Work instructions:
Find the lines below that contain the string "fields". Copy each one.

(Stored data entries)
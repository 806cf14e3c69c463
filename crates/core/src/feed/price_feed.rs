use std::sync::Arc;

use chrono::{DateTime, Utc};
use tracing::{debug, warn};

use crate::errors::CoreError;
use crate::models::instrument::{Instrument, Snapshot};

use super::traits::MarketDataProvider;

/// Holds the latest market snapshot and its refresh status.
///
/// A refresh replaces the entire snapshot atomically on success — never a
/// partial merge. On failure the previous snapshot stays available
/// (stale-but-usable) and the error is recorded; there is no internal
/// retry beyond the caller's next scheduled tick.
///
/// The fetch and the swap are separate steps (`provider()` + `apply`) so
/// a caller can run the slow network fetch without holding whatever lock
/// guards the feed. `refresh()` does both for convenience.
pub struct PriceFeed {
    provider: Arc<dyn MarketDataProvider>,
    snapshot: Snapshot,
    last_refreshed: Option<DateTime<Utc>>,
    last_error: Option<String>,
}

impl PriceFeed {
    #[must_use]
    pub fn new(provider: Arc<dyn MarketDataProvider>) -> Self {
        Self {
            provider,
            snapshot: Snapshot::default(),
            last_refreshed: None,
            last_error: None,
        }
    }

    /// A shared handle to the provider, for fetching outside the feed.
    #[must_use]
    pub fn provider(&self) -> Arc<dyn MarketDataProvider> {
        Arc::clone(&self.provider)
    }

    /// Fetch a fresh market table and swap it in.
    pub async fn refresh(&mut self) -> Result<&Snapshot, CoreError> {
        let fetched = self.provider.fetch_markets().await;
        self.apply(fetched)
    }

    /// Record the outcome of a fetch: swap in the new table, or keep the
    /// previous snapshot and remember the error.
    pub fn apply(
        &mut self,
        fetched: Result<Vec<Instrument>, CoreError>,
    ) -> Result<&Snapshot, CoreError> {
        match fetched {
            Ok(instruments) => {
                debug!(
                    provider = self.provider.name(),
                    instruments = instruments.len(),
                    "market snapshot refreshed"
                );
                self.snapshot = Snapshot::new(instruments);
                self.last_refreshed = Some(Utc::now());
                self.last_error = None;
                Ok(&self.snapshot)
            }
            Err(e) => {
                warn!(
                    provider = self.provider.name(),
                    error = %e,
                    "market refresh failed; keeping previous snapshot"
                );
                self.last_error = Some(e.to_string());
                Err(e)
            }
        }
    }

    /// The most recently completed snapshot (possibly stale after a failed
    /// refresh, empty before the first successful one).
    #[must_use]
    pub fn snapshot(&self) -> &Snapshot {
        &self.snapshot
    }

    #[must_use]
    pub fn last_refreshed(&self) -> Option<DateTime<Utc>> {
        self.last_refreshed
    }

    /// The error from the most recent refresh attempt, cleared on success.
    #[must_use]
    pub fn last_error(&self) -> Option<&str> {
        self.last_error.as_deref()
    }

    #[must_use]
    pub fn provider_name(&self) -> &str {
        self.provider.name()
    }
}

==

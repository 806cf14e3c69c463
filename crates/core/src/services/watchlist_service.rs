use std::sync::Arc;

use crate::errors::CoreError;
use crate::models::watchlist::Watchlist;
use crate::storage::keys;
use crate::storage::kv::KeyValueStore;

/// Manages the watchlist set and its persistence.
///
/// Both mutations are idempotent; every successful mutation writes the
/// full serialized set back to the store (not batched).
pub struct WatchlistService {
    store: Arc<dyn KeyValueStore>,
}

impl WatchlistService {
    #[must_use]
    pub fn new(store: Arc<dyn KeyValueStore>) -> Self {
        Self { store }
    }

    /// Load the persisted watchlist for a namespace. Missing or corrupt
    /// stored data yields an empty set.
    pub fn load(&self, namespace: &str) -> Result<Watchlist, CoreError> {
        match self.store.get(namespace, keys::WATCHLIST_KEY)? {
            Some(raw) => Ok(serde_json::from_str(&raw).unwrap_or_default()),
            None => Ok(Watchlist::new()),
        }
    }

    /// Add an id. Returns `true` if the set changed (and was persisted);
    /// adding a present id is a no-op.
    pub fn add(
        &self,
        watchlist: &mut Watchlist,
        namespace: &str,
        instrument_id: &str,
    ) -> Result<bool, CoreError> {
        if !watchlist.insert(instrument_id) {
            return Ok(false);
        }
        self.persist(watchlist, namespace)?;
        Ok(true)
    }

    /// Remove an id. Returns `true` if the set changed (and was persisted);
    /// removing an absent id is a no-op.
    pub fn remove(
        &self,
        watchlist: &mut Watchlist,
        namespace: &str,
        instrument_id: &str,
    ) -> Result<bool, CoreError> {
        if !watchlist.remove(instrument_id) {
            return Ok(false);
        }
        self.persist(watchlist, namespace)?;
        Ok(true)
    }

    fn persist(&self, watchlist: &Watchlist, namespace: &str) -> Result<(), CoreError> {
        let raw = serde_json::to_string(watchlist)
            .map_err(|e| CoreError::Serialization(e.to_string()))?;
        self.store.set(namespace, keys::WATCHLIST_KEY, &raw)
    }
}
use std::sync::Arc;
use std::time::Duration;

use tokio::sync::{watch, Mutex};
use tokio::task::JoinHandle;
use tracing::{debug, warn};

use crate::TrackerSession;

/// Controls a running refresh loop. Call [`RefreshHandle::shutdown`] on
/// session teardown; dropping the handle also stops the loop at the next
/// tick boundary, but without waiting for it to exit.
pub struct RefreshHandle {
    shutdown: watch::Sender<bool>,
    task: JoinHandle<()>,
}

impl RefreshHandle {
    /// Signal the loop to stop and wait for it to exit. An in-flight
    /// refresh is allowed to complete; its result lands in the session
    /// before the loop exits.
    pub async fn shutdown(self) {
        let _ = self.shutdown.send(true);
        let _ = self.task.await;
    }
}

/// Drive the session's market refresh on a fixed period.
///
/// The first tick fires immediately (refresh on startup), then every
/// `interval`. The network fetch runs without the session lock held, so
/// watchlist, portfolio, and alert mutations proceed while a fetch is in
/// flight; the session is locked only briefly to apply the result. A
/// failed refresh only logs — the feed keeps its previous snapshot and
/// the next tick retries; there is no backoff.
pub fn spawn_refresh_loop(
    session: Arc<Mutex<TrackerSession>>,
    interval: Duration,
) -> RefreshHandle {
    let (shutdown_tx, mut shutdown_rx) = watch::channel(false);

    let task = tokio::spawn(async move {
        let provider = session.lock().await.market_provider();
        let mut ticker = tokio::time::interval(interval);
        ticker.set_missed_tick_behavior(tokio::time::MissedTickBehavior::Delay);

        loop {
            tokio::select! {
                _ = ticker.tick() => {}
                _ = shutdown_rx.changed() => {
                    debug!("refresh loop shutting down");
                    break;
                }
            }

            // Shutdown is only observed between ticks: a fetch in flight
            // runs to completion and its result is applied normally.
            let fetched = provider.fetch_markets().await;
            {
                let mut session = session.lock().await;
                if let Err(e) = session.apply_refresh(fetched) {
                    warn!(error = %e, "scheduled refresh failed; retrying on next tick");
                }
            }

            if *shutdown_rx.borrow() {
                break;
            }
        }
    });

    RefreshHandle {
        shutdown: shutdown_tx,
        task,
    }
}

---

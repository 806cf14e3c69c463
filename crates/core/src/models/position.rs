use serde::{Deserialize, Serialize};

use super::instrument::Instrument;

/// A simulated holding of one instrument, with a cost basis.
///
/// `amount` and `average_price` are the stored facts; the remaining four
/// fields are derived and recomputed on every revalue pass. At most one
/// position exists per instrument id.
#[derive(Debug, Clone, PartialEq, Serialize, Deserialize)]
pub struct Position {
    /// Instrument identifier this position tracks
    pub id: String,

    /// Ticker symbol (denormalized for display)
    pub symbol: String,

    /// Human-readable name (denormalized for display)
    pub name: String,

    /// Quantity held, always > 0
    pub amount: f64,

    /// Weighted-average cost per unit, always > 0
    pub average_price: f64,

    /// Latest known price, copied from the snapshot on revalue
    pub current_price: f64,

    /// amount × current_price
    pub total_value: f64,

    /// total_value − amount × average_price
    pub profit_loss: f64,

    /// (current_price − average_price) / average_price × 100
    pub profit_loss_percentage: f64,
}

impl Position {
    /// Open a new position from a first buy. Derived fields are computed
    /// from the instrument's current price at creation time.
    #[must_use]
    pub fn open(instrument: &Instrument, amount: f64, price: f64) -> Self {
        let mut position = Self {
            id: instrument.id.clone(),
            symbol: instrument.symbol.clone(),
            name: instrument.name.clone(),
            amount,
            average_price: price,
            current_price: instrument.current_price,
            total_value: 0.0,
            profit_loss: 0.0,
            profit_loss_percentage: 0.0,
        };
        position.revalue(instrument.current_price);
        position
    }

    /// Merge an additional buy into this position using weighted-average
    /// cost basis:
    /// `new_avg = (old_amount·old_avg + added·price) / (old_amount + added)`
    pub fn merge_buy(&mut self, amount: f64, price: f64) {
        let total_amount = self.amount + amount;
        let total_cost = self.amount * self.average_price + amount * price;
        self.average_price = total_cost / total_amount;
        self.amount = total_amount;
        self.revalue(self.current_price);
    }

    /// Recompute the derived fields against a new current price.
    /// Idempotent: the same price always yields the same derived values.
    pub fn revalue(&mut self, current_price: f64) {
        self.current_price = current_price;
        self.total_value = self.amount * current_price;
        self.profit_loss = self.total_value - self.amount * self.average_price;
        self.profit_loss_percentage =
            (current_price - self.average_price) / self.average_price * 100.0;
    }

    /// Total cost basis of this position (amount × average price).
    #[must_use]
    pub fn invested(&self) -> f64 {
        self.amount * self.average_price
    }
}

Answer to this problem:
/// fields are derived and recomputed on every revalue pass. At most one
    /// Open a new position from a first buy. Derived fields are computed
    /// Recompute the derived fields against a new current price.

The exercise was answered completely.